### Assigned task
When you have gone through the records below, state only how many lines include the word "engine".

━━━━━ Data for analysis

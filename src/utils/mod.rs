//! Pool infrastructure shared by every resource subsystem.
//!
//! Everything GPU-side or engine-side that the engine exposes through an
//! opaque handle (buffers, textures, command lists, cameras) sits on
//! the allocators in this module:
//!
//! - [`Handle`]: packed 32-bit index + generation/tag value
//! - [`IndexAllocator`]: free-list recycling of row indices
//! - [`ColumnStore`]: growable structure-of-arrays storage
//! - [`SlotPool`]: single-threaded handle pool (index allocator +
//!   columns + generations)
//! - [`BoundedColumnStore`]: fixed-capacity SoA storage with per-row
//!   spin locks
//! - [`ConcurrentSlotPool`]: thread-safe handle pool over the bounded
//!   store, with [`SlotGuard`] for scoped row access
//!
//! Subsystems declare a column tuple, pick a handle bit split, and wrap
//! the generic surface with domain-named functions; the rest of the
//! engine only ever sees the handles.

pub mod bounded_store;
pub mod column_store;
pub mod concurrent_pool;
pub mod handle;
pub mod index_allocator;
pub mod slot_pool;

pub use bounded_store::{BoundedColumnStore, OwnerToken};
pub use column_store::{ColumnAt, ColumnStore, Columns};
pub use concurrent_pool::{ConcurrentSlotPool, SlotGuard};
pub use handle::Handle;
pub use index_allocator::IndexAllocator;
pub use slot_pool::SlotPool;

━━━━━━━━━━

### Expected answer
2